Count every line in the data that contains the word "return", then report that number alone.

### Data to examine ###

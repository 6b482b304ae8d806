//! Networks.
//!
//! ## Components
//!
//! - [`codec`]: convolutional VAE between spectrograms and latents
//! - [`conditioning`]: keyword vocabulary and keyword encoder
//! - [`denoiser`]: conditional U-Net noise predictor
//! - [`vocoder`]: HiFi-GAN generator (log-mel → waveform)
//! - [`discriminator`]: multi-period and multi-scale discriminators

pub mod codec;
pub mod conditioning;
pub mod denoiser;
pub mod discriminator;
pub mod layers;
pub mod spectral_norm;
pub mod vocoder;
pub mod weight_norm;
//! Pure dispatch logic: recipient resolution, job construction, session
//! state, and the queue polling state machine. No I/O happens here.

pub mod job;
pub mod poller;
pub mod resolver;
pub mod session;
pub mod template;
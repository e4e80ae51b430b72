//! Resource uploads.
//!
//! Files are checked locally first, so an unsupported or empty file never
//! costs a round trip. Uploads run one at a time, attachment first.

use std::sync::Arc;

use cardmail_common::error::{AppError, ValidationFailure};
use cardmail_common::types::{Resource, StorageRef};
use cardmail_engine::job::UploadedResources;

use crate::api::CardscanApi;

pub struct ResourceUploader {
    api: Arc<dyn CardscanApi>,
}

impl ResourceUploader {
    pub fn new(api: Arc<dyn CardscanApi>) -> Self {
        Self { api }
    }

    /// Reject empty files and extensions outside the kind's allow-list.
    pub fn validate(resource: &Resource) -> Result<(), ValidationFailure> {
        let allowed = resource
            .extension()
            .is_some_and(|ext| resource.kind.allowed_extensions().contains(&ext.as_str()));
        if !allowed {
            return Err(ValidationFailure::UnsupportedFileType {
                kind: resource.kind,
                file_name: resource.file_name.clone(),
            });
        }

        if resource.bytes.is_empty() {
            return Err(ValidationFailure::EmptyResource {
                kind: resource.kind,
                file_name: resource.file_name.clone(),
            });
        }

        Ok(())
    }

    pub async fn upload(&self, resource: &Resource) -> Result<StorageRef, AppError> {
        Self::validate(resource)?;

        let reference = self
            .api
            .upload_resource(resource)
            .await
            .map_err(|cause| AppError::Upload {
                kind: resource.kind,
                cause,
            })?;

        tracing::info!(
            kind = %resource.kind,
            file_name = %resource.file_name,
            reference = %reference,
            "Resource uploaded"
        );
        Ok(reference)
    }

    /// Upload whatever is staged. Both files are validated before either is
    /// sent; the first failed upload aborts the rest.
    pub async fn upload_all(
        &self,
        attachment: Option<&Resource>,
        signature: Option<&Resource>,
    ) -> Result<UploadedResources, AppError> {
        for resource in attachment.iter().chain(signature.iter()) {
            Self::validate(resource)?;
        }

        let mut uploaded = UploadedResources::default();
        if let Some(resource) = attachment {
            uploaded.attachment = Some(self.upload(resource).await?);
        }
        if let Some(resource) = signature {
            uploaded.signature = Some(self.upload(resource).await?);
        }
        Ok(uploaded)
    }
}
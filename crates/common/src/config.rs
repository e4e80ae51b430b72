use std::time::Duration;

use serde::Deserialize;

use crate::error::AppError;

/// Global application configuration loaded from environment variables.
#[derive(Debug, Clone, Deserialize)]
pub struct AppConfig {
    /// Base URL of the card-scan backend
    pub api_url: String,

    /// Per-request timeout in milliseconds
    pub request_timeout_ms: u64,

    /// Delay between an accepted submission and the first status read
    pub poll_initial_delay_ms: u64,

    /// Delay between status reads while the queue is processing
    pub poll_interval_ms: u64,

    /// Consecutive failed status reads tolerated before giving up
    pub poll_max_retries: u32,

    /// Base delay after a failed status read; doubles per consecutive failure
    pub poll_retry_backoff_ms: u64,

    /// Sender identity substituted when neither an explicit sender nor a name is selected
    pub default_sender: String,
}

impl Default for AppConfig {
    fn default() -> Self {
        Self {
            api_url: "http://localhost:8000".to_string(),
            request_timeout_ms: 30_000,
            poll_initial_delay_ms: 2_000,
            poll_interval_ms: 3_000,
            poll_max_retries: 3,
            poll_retry_backoff_ms: 1_000,
            default_sender: "Team Member".to_string(),
        }
    }
}

impl AppConfig {
    /// Load configuration from environment variables.
    pub fn from_env() -> anyhow::Result<Self> {
        dotenvy::dotenv().ok();
        let defaults = Self::default();

        let config = Self {
            api_url: std::env::var("CARDSCAN_API_URL")
                .map(|url| url.trim_end_matches('/').to_string())
                .unwrap_or(defaults.api_url),
            request_timeout_ms: parse_var(
                "CARDSCAN_REQUEST_TIMEOUT_MS",
                defaults.request_timeout_ms,
            )?,
            poll_initial_delay_ms: parse_var(
                "DISPATCH_POLL_INITIAL_DELAY_MS",
                defaults.poll_initial_delay_ms,
            )?,
            poll_interval_ms: parse_var("DISPATCH_POLL_INTERVAL_MS", defaults.poll_interval_ms)?,
            poll_max_retries: parse_var("DISPATCH_POLL_MAX_RETRIES", defaults.poll_max_retries)?,
            poll_retry_backoff_ms: parse_var(
                "DISPATCH_POLL_RETRY_BACKOFF_MS",
                defaults.poll_retry_backoff_ms,
            )?,
            default_sender: std::env::var("DISPATCH_DEFAULT_SENDER")
                .ok()
                .filter(|s| !s.trim().is_empty())
                .unwrap_or(defaults.default_sender),
        };
        config.validate()?;
        Ok(config)
    }

    /// Reject values that parse but cannot work.
    pub fn validate(&self) -> Result<(), AppError> {
        if !(self.api_url.starts_with("http://") || self.api_url.starts_with("https://")) {
            return Err(AppError::Config(format!(
                "CARDSCAN_API_URL must be an http(s) URL, got '{}'",
                self.api_url
            )));
        }
        if self.request_timeout_ms == 0 {
            return Err(AppError::Config(
                "CARDSCAN_REQUEST_TIMEOUT_MS must be greater than zero".to_string(),
            ));
        }
        if self.poll_interval_ms == 0 {
            return Err(AppError::Config(
                "DISPATCH_POLL_INTERVAL_MS must be greater than zero".to_string(),
            ));
        }
        Ok(())
    }

    pub fn request_timeout(&self) -> Duration {
        Duration::from_millis(self.request_timeout_ms)
    }
}

fn parse_var<T: std::str::FromStr>(key: &str, default: T) -> anyhow::Result<T> {
    match std::env::var(key) {
        Ok(raw) => raw.trim().parse().map_err(|_| {
            anyhow::anyhow!(
                "{} must be a valid {}",
                key,
                std::any::type_name::<T>()
            )
        }),
        Err(_) => Ok(default),
    }
}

###

Output of the exercise. 5